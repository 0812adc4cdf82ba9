//! Packaging of several [`EncodedFont`]s into a single `dfbf` container.
//!
//! The container starts with [`MAGIC`], a version byte, and a font count byte, followed by a
//! little-endian `u32` offset for every font. Each offset points at the dumped [`EncodedFont`]
//! relative to the start of the container.

use core::{error, fmt};

use font::codec::EncodedFont;

/// The magic bytes at the start of every container.
pub const MAGIC: [u8; 4] = *b"dfbf";

/// The version of the container format.
pub const VERSION: u8 = 0;

/// The size of the container header, excluding the offset table.
pub const HEADER_SIZE: usize = MAGIC.len() + 2;

/// The size of each entry in the offset table.
const OFFSET_SIZE: usize = 4;

/// Builds a container holding `fonts`.
///
/// # Errors
///
/// - [`ContainerError::TooManyFonts`]: More than 255 fonts were provided.
/// - [`ContainerError::TooLarge`]: An offset does not fit in a `u32`.
pub fn build(fonts: &[EncodedFont]) -> Result<Vec<u8>, ContainerError> {
    let count = u8::try_from(fonts.len()).map_err(|_| ContainerError::TooManyFonts(fonts.len()))?;

    let table_end = HEADER_SIZE + fonts.len() * OFFSET_SIZE;
    let total = table_end + fonts.iter().map(EncodedFont::encoded_len).sum::<usize>();

    let mut bytes = Vec::with_capacity(total);
    bytes.extend_from_slice(&MAGIC);
    bytes.push(VERSION);
    bytes.push(count);

    let mut offset = table_end;
    for font in fonts {
        let encoded = u32::try_from(offset).map_err(|_| ContainerError::TooLarge(offset))?;
        bytes.extend_from_slice(&encoded.to_le_bytes());
        offset += font.encoded_len();
    }

    for font in fonts {
        bytes.extend_from_slice(&font.to_bytes());
    }

    Ok(bytes)
}

/// A parsed container.
#[derive(Clone, Debug, Hash, PartialEq, Eq)]
pub struct Container<'buffer> {
    /// The bytes of the entire container.
    bytes: &'buffer [u8],
    /// The start of every font block.
    offsets: Vec<usize>,
}

impl<'buffer> Container<'buffer> {
    /// Parses the header and offset table of a container.
    ///
    /// # Errors
    ///
    /// - [`ContainerError::InvalidMagic`]: `bytes` does not start with [`MAGIC`].
    /// - [`ContainerError::UnsupportedVersion`]: The version is not [`VERSION`].
    /// - [`ContainerError::Truncated`]: The offset table extends past the end of `bytes`.
    /// - [`ContainerError::InvalidOffset`]: An offset points outside of the container or before
    ///   the preceding font.
    pub fn parse(bytes: &'buffer [u8]) -> Result<Self, ContainerError> {
        let Some((header, table)) = bytes.split_first_chunk::<HEADER_SIZE>() else {
            return Err(ContainerError::Truncated {
                expected: HEADER_SIZE,
                actual: bytes.len(),
            });
        };

        let [m0, m1, m2, m3, version, count] = *header;
        if [m0, m1, m2, m3] != MAGIC {
            return Err(ContainerError::InvalidMagic([m0, m1, m2, m3]));
        }
        if version != VERSION {
            return Err(ContainerError::UnsupportedVersion(version));
        }

        let count = usize::from(count);
        let table_end = HEADER_SIZE + count * OFFSET_SIZE;
        if bytes.len() < table_end {
            return Err(ContainerError::Truncated {
                expected: table_end,
                actual: bytes.len(),
            });
        }

        let mut offsets = Vec::with_capacity(count);
        let mut previous = table_end;
        for (index, entry) in table.chunks_exact(OFFSET_SIZE).take(count).enumerate() {
            let mut raw = [0; OFFSET_SIZE];
            raw.copy_from_slice(entry);
            let offset = u32::from_le_bytes(raw);

            let start = usize::try_from(offset)
                .ok()
                .filter(|&start| start >= previous && start <= bytes.len())
                .ok_or(ContainerError::InvalidOffset { index, offset })?;
            offsets.push(start);
            previous = start;
        }

        Ok(Self { bytes, offsets })
    }

    /// Returns the number of fonts in the container.
    pub fn font_count(&self) -> usize {
        self.offsets.len()
    }

    /// Returns the dumped [`EncodedFont`] at `index` or `None` if out of bounds.
    ///
    /// Each font extends up to the start of the next font, or the end of the container.
    pub fn font(&self, index: usize) -> Option<&'buffer [u8]> {
        let start = *self.offsets.get(index)?;
        let end = self
            .offsets
            .get(index + 1)
            .copied()
            .unwrap_or(self.bytes.len());
        self.bytes.get(start..end)
    }

    /// Returns an [`Iterator`] over every dumped [`EncodedFont`] in the container.
    pub fn fonts(&self) -> impl Iterator<Item = &'buffer [u8]> + '_ {
        (0..self.font_count()).filter_map(|index| self.font(index))
    }
}

/// Various errors that can occur when building or reading a container.
#[derive(Clone, Copy, Debug, PartialEq, Eq)]
pub enum ContainerError {
    /// The container does not start with [`MAGIC`].
    InvalidMagic([u8; 4]),
    /// The container's version is not [`VERSION`].
    UnsupportedVersion(u8),
    /// The container is shorter than its header and offset table.
    Truncated {
        /// The required number of bytes.
        expected: usize,
        /// The actual number of bytes.
        actual: usize,
    },
    /// A font offset points outside of the container or before the preceding font.
    InvalidOffset {
        /// The index of the font.
        index: usize,
        /// The offset of the font.
        offset: u32,
    },
    /// More fonts were provided than the font count byte can describe.
    TooManyFonts(usize),
    /// A font offset does not fit in a `u32`.
    TooLarge(usize),
}

impl fmt::Display for ContainerError {
    fn fmt(&self, f: &mut fmt::Formatter<'_>) -> fmt::Result {
        match self {
            Self::InvalidMagic(magic) => write!(f, "invalid magic: {magic:02X?}"),
            Self::UnsupportedVersion(version) => write!(f, "unsupported version: {version}"),
            Self::Truncated { expected, actual } => write!(
                f,
                "container is truncated: expected {expected} bytes but got {actual} bytes"
            ),
            Self::InvalidOffset { index, offset } => {
                write!(f, "font {index} has invalid offset {offset:#x}")
            }
            Self::TooManyFonts(count) => {
                write!(f, "{count} fonts do not fit in a container of at most 255 fonts")
            }
            Self::TooLarge(offset) => write!(f, "offset {offset:#x} does not fit in 32 bits"),
        }
    }
}

impl error::Error for ContainerError {}
//! Vertical delta transform applied to glyphs before run-length encoding.
//!
//! Every scanline of a glyph is replaced by its exclusive-or with the scanline above it. The first
//! scanline is compared against an implicit scanline of [`Pixel::Background`] and so is left
//! unchanged. Only positions inside each glyph's true width are touched.

use crate::glyph::{GlyphAtlas, Pixel, WidthTable};

/// Applies the delta transform to every glyph of `atlas` in place.
pub fn forward(atlas: &mut GlyphAtlas, widths: &WidthTable) {
    for_each_glyph(atlas, widths, |atlas, index, width, height| {
        // Bottom-up so each scanline is compared against the untransformed one above it.
        for y in (1..height).rev() {
            xor_with_previous(atlas, index, width, y);
        }
    });
}

/// Reverses [`forward()`] on every glyph of `atlas` in place.
pub fn inverse(atlas: &mut GlyphAtlas, widths: &WidthTable) {
    for_each_glyph(atlas, widths, |atlas, index, width, height| {
        for y in 1..height {
            xor_with_previous(atlas, index, width, y);
        }
    });
}

/// Calls `f` with the index, true width, and height of every glyph in `atlas`.
fn for_each_glyph<F: FnMut(&mut GlyphAtlas, usize, usize, usize)>(
    atlas: &mut GlyphAtlas,
    widths: &WidthTable,
    mut f: F,
) {
    let height = usize::from(atlas.glyph_height());
    let cell_width = atlas.glyph_width();
    for index in 0..atlas.glyph_count() {
        let width = widths.width(index).unwrap_or(0).min(cell_width);
        f(atlas, index, usize::from(width), height);
    }
}

/// Replaces scanline `y` of the glyph at `index` with its exclusive-or against scanline `y - 1`.
fn xor_with_previous(atlas: &mut GlyphAtlas, index: usize, width: usize, y: usize) {
    for x in 0..width {
        let above = atlas.glyph_pixel(index, x, y - 1).unwrap_or(Pixel::Padding);
        let current = atlas.glyph_pixel(index, x, y).unwrap_or(Pixel::Padding);
        atlas.set_glyph_pixel(index, x, y, current.xor(above));
    }
}

#[cfg(test)]
mod test {
    use alloc::vec;

    use super::{forward, inverse};
    use crate::glyph::{GlyphAtlas, Pixel, WidthTable};

    /// Builds a single glyph atlas from rows of `0`/`1` characters.
    fn atlas_from_rows(rows: &[&str]) -> (GlyphAtlas, WidthTable) {
        let width = u8::try_from(rows[0].len()).unwrap();
        let height = u8::try_from(rows.len()).unwrap();
        let mut atlas = GlyphAtlas::new(width, height, 1);
        for (y, row) in rows.iter().enumerate() {
            for (x, c) in row.chars().enumerate() {
                atlas.set_glyph_pixel(0, x, y, Pixel::from_bit(c == '1'));
            }
        }

        (atlas, WidthTable::Variable(vec![width]))
    }

    #[test]
    fn box_glyph_transform() {
        let (mut atlas, widths) =
            atlas_from_rows(&["11111111", "10000001", "10000001", "11111111"]);
        let original = atlas.clone();

        forward(&mut atlas, &widths);
        let (expected, _) = atlas_from_rows(&["11111111", "01111110", "00000000", "01111110"]);
        assert_eq!(atlas, expected);

        inverse(&mut atlas, &widths);
        assert_eq!(atlas, original);
    }

    #[test]
    fn padding_is_left_alone() {
        let mut atlas = GlyphAtlas::new(4, 3, 2);
        for y in 0..3 {
            for x in 0..2 {
                atlas.set_glyph_pixel(0, x, y, Pixel::Foreground);
            }
        }
        let widths = WidthTable::Variable(vec![2, 0]);

        forward(&mut atlas, &widths);
        for y in 0..3 {
            let expected = if y == 0 {
                Pixel::Foreground
            } else {
                Pixel::Background
            };
            assert_eq!(atlas.glyph_pixel(0, 0, y), Some(expected));
            assert_eq!(atlas.glyph_pixel(0, 2, y), Some(Pixel::Padding));
            assert_eq!(atlas.glyph_pixel(1, 0, y), Some(Pixel::Padding));
        }
    }
}
//! Text rendering of a [`GlyphAtlas`] for visual inspection.

use std::io::{self, Write};

use font::glyph::{GlyphAtlas, Pixel};

/// Returns the character used to draw `pixel`.
const fn pixel_char(pixel: Pixel) -> char {
    match pixel {
        Pixel::Foreground => '#',
        Pixel::Background => '.',
        Pixel::Padding => ' ',
    }
}

/// Writes every row of `atlas`, drawing foreground pixels as `#`, background pixels as `.`, and
/// padding as spaces. Trailing padding is trimmed from each row.
///
/// # Errors
///
/// Returns any error produced by `writer`.
pub fn render<W: Write>(mut writer: W, atlas: &GlyphAtlas) -> io::Result<()> {
    for row in atlas.rows() {
        let line: String = row.iter().copied().map(pixel_char).collect();
        writeln!(writer, "{}", line.trim_end())?;
    }

    Ok(())
}

#[cfg(test)]
mod test {
    use font::glyph::{GlyphAtlas, Pixel};

    use super::render;

    #[test]
    fn renders_pixels_and_padding() {
        let mut atlas = GlyphAtlas::new(3, 2, 2);
        for y in 0..2 {
            for x in 0..2 {
                atlas.set_glyph_pixel(0, x, y, Pixel::from_bit(x == y));
            }
            atlas.set_glyph_pixel(1, 0, y, Pixel::Foreground);
        }

        let mut out = Vec::new();
        render(&mut out, &atlas).unwrap();
        assert_eq!(String::from_utf8(out).unwrap(), "#. #\n.# #\n");
    }
}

#####

Within the entries above, find the string "copied" and return each line that holds it.

*Answer space*
            .copied()
        let line: String = row.iter().copied().map(pixel_char).collect();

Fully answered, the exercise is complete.